Le 2014-08-21 09:43, Norman Geist a écrit :
> Ok forget for I said, on two Tesla C2050 along with 12 Xeon cores I get ~
> 0,034 s/step so your timings really look reasonable then, although
> unfortunately the scaling from 2 to 10 GPUs is only ~50% which should be due
> small system size.
>
> ;)
>
>> -----Ursprüngliche Nachricht-----
>> Von: owner-namd-l_at_ks.uiuc.edu [mailto:owner-namd-l_at_ks.uiuc.edu] Im
>> Auftrag von Maxime Boissonneault
>> Gesendet: Donnerstag, 21. August 2014 14:32
>> An: Norman Geist
>> Cc: Namd Mailing List
>> Betreff: Re: AW: AW: namd-l: "Beefier" benchmark
>>
>>
>>> Which combination brings improvement depends on system size.
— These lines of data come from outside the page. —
#[cfg(test)]
mod tests {
    use std::sync::Arc;

    use chrono::Duration;
    use genledger_core::{JobKind, JobSpec, JobStatus, StorageKey, TransactionType};

    use super::*;

    async fn store_with_user(credits: i64) -> (MemoryStore, User) {
        let store = MemoryStore::new();
        let user = store
            .insert_user(&User::new("user_test", credits))
            .await
            .unwrap();
        (store, user)
    }

    fn file_for(job: &Job, n: usize) -> GeneratedFile {
        GeneratedFile {
            id: FileId::generate(),
            job_id: job.id,
            owner_id: job.author_id,
            storage_key: StorageKey::new(
                job.author_id,
                job.kind,
                job.id.to_string(),
                format!("{n}.png"),
            )
            .unwrap(),
            content_type: "image/png".into(),
            format: "png".into(),
            width: Some(1024),
            height: Some(1024),
            size_bytes: None,
            created_at: Utc::now(),
        }
    }

    #[tokio::test]
    async fn insert_user_returns_existing_on_conflict() {
        let (store, first) = store_with_user(100).await;
        let second = store
            .insert_user(&User::new("user_test", 500))
            .await
            .unwrap();
        assert_eq!(first.id, second.id);
        assert_eq!(second.credits, 100);
    }

    #[tokio::test]
    async fn email_lookup_prefers_latest_recorded_email() {
        let store = MemoryStore::new();
        let older = store.insert_user(&User::new("user_a", 100)).await.unwrap();
        let newer = store.insert_user(&User::new("user_b", 100)).await.unwrap();

        store.set_user_email(&older.id, "shared@example.com").await.unwrap();
        tokio::time::sleep(std::time::Duration::from_millis(5)).await;
        store.set_user_email(&newer.id, "shared@example.com").await.unwrap();
        tokio::time::sleep(std::time::Duration::from_millis(5)).await;

        // A later balance change on the older account must not win the lookup.
        let usage = CreditTransaction::usage(older.id, 10, "image", serde_json::Value::Null);
        store.apply_ledger_entry(&usage).await.unwrap();

        let found = store
            .get_user_by_email("shared@example.com")
            .await
            .unwrap()
            .unwrap();
        assert_eq!(found.id, newer.id);
        assert!(found.email_updated_at.is_some());
    }

    #[tokio::test]
    async fn deduct_appends_one_usage_row() {
        let (store, user) = store_with_user(100).await;
        let tx = CreditTransaction::usage(user.id, 30, "image", serde_json::Value::Null);

        let update = store.apply_ledger_entry(&tx).await.unwrap();
        assert_eq!(update.user.credits, 70);
        assert_eq!(update.user.total_credits_used, 30);

        let rows = store
            .list_transactions_by_user(&user.id, 10, 0)
            .await
            .unwrap();
        assert_eq!(rows.len(), 1);
        assert_eq!(rows[0].amount, -30);
        assert_eq!(rows[0].balance_after, 70);
        assert_eq!(rows[0].transaction_type, TransactionType::Usage);
    }

    #[tokio::test]
    async fn insufficient_credits_changes_nothing() {
        let (store, user) = store_with_user(10).await;
        let tx = CreditTransaction::usage(user.id, 11, "video", serde_json::Value::Null);

        let err = store.apply_ledger_entry(&tx).await.unwrap_err();
        assert!(matches!(err, StoreError::InsufficientCredits { .. }));

        let after = store.get_user(&user.id).await.unwrap().unwrap();
        assert_eq!(after, user);
        assert!(store
            .list_transactions_by_user(&user.id, 10, 0)
            .await
            .unwrap()
            .is_empty());
    }

    #[tokio::test]
    async fn unknown_user_is_not_found() {
        let store = MemoryStore::new();
        let tx = CreditTransaction::usage(UserId::generate(), 1, "x", serde_json::Value::Null);
        assert!(matches!(
            store.apply_ledger_entry(&tx).await,
            Err(StoreError::NotFound { entity: "user", .. })
        ));
    }

    #[tokio::test]
    async fn concurrent_deducts_never_overdraw() {
        let (store, user) = store_with_user(50).await;
        let store = Arc::new(store);
        let user_id = user.id;

        let tasks: Vec<_> = (0..100)
            .map(|_| {
                let store = Arc::clone(&store);
                tokio::spawn(async move {
                    let tx =
                        CreditTransaction::usage(user_id, 1, "image", serde_json::Value::Null);
                    store.apply_ledger_entry(&tx).await
                })
            })
            .collect();

        let results = futures::future::join_all(tasks).await;
        let succeeded = results
            .into_iter()
            .filter(|r| matches!(r, Ok(Ok(_))))
            .count();

        assert_eq!(succeeded, 50);
        let after = store.get_user(&user.id).await.unwrap().unwrap();
        assert_eq!(after.credits, 0);
        assert_eq!(after.total_credits_used, 50);
    }

    #[tokio::test]
    async fn transactions_list_newest_first_with_paging() {
        let (store, user) = store_with_user(0).await;
        for amount in 1..=3 {
            let tx = CreditTransaction::credit(
                user.id,
                amount,
                TransactionType::Bonus,
                "bonus",
                serde_json::Value::Null,
            );
            store.apply_ledger_entry(&tx).await.unwrap();
        }

        let rows = store
            .list_transactions_by_user(&user.id, 2, 0)
            .await
            .unwrap();
        assert_eq!(
            rows.iter().map(|tx| tx.amount).collect::<Vec<_>>(),
            vec![3, 2]
        );
        let rest = store
            .list_transactions_by_user(&user.id, 2, 2)
            .await
            .unwrap();
        assert_eq!(rest.len(), 1);
        assert_eq!(rest[0].amount, 1);
    }

    #[tokio::test]
    async fn complete_job_is_applied_once() {
        let (store, user) = store_with_user(100).await;
        let job = Job::new(user.id, JobKind::Image, JobSpec::new("a fox"), 10);
        store.insert_job(&job).await.unwrap();

        let files = vec![file_for(&job, 0), file_for(&job, 1)];
        let first = store.complete_job(&job.id, &files, None).await.unwrap();
        assert!(first.is_applied());
        assert_eq!(first.job().status, JobStatus::Completed);
        assert_eq!(first.job().progress, 100);

        let again = vec![file_for(&job, 2)];
        let second = store.complete_job(&job.id, &again, None).await.unwrap();
        assert!(!second.is_applied());
        assert_eq!(store.list_files_by_job(&job.id).await.unwrap().len(), 2);
    }

    #[tokio::test]
    async fn processing_after_failed_is_ignored() {
        let (store, user) = store_with_user(100).await;
        let job = Job::new(user.id, JobKind::Video, JobSpec::new("waves"), 50);
        store.insert_job(&job).await.unwrap();

        store.fail_job(&job.id, "gpu lost").await.unwrap();
        let update = JobProgress {
            status: JobStatus::Processing,
            progress: Some(20),
            message: None,
        };
        let result = store.update_job_progress(&job.id, &update).await.unwrap();

        assert!(!result.is_applied());
        let stored = store.get_job(&job.id).await.unwrap().unwrap();
        assert_eq!(stored.status, JobStatus::Failed);
        assert_eq!(stored.error.as_deref(), Some("gpu lost"));
    }

    #[tokio::test]
    async fn payment_settles_and_grants_once() {
        let (store, user) = store_with_user(0).await;
        let payment = Payment::new("ref_1", user.id, "a@b.c", 5_000, "NGN", 50);
        store.insert_payment(&payment).await.unwrap();

        let grant = CreditTransaction::purchase(user.id, 50, "ref_1");
        let data = serde_json::json!({"status": "success"});
        let first = store
            .settle_payment("ref_1", PaymentStatus::Success, &data, Some(&grant))
            .await
            .unwrap();
        assert!(matches!(
            first,
            PaymentSettlement::Settled {
                ledger: Some(_),
                ..
            }
        ));

        let grant_again = CreditTransaction::purchase(user.id, 50, "ref_1");
        let second = store
            .settle_payment("ref_1", PaymentStatus::Success, &data, Some(&grant_again))
            .await
            .unwrap();
        assert!(matches!(second, PaymentSettlement::AlreadySettled(_)));

        let after = store.get_user(&user.id).await.unwrap().unwrap();
        assert_eq!(after.credits, 50);
    }

    #[tokio::test]
    async fn pending_settlement_keeps_payment_open() {
        let (store, user) = store_with_user(0).await;
        store
            .insert_payment(&Payment::new("ref_2", user.id, "a@b.c", 100, "NGN", 1))
            .await
            .unwrap();

        let data = serde_json::json!({"status": "ongoing"});
        let result = store
            .settle_payment("ref_2", PaymentStatus::Pending, &data, None)
            .await
            .unwrap();
        assert_eq!(result.payment().status, PaymentStatus::Pending);
        assert_eq!(result.payment().provider_data, data);
    }

    #[tokio::test]
    async fn callback_claims_are_exclusive_until_expiry() {
        let store = MemoryStore::new();
        let later = Utc::now() + Duration::minutes(5);

        assert!(store.claim_callback("job:1:terminal", later).await.unwrap());
        assert!(!store.claim_callback("job:1:terminal", later).await.unwrap());

        store.release_callback("job:1:terminal").await.unwrap();
        assert!(store.claim_callback("job:1:terminal", later).await.unwrap());
    }

    #[tokio::test]
    async fn expired_claims_are_readmitted_and_purged() {
        let store = MemoryStore::new();
        let past = Utc::now() - Duration::seconds(1);

        assert!(store.claim_callback("a", past).await.unwrap());
        assert!(store.claim_callback("a", past).await.unwrap());
        assert!(store.claim_callback("b", past).await.unwrap());

        assert_eq!(store.purge_expired_callbacks(Utc::now()).await.unwrap(), 2);
    }

    #[tokio::test]
    async fn cancel_subscription_is_idempotent() {
        let (store, user) = store_with_user(0).await;
        let mut sub = Subscription::new(user.id, "PLN_basic");
        sub.provider_code = Some("SUB_1".into());
        store.insert_subscription(&sub).await.unwrap();

        assert!(store.active_subscription(&user.id).await.unwrap().is_some());
        let first = store.cancel_subscription(&sub.id).await.unwrap();
        let second = store.cancel_subscription(&sub.id).await.unwrap();
        assert_eq!(first.cancelled_at, second.cancelled_at);
        assert!(store.active_subscription(&user.id).await.unwrap().is_none());
    }
}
The
>> smaller the
>>> system, the better the benefit.
>>> Keep the order x y z until benefit is gone. This needs to be tested
>> for
>>> different system sizes.
>>>
>>> Also check if you still get speedup while increasing the number of
>> GPUs. You
>>> might already scale out much earlier, as this timing still doesn't
>> represent
>>> 10 GPUs IMHO, guess 2 would do the same.
>> What GPUs is your experience based on ? With 2 K20m GPUs, I got
>> 0.021s/step at the fastest when using 20 CPU cores.
>> With 8 K20m GPUs and 20 cores, I got 0.0075s/step, about 3 times
>> faster.
>>> What value do you use for fullelectfrequency ?
>> I use the default ApoA1 benchmark, downloaded from the namd website.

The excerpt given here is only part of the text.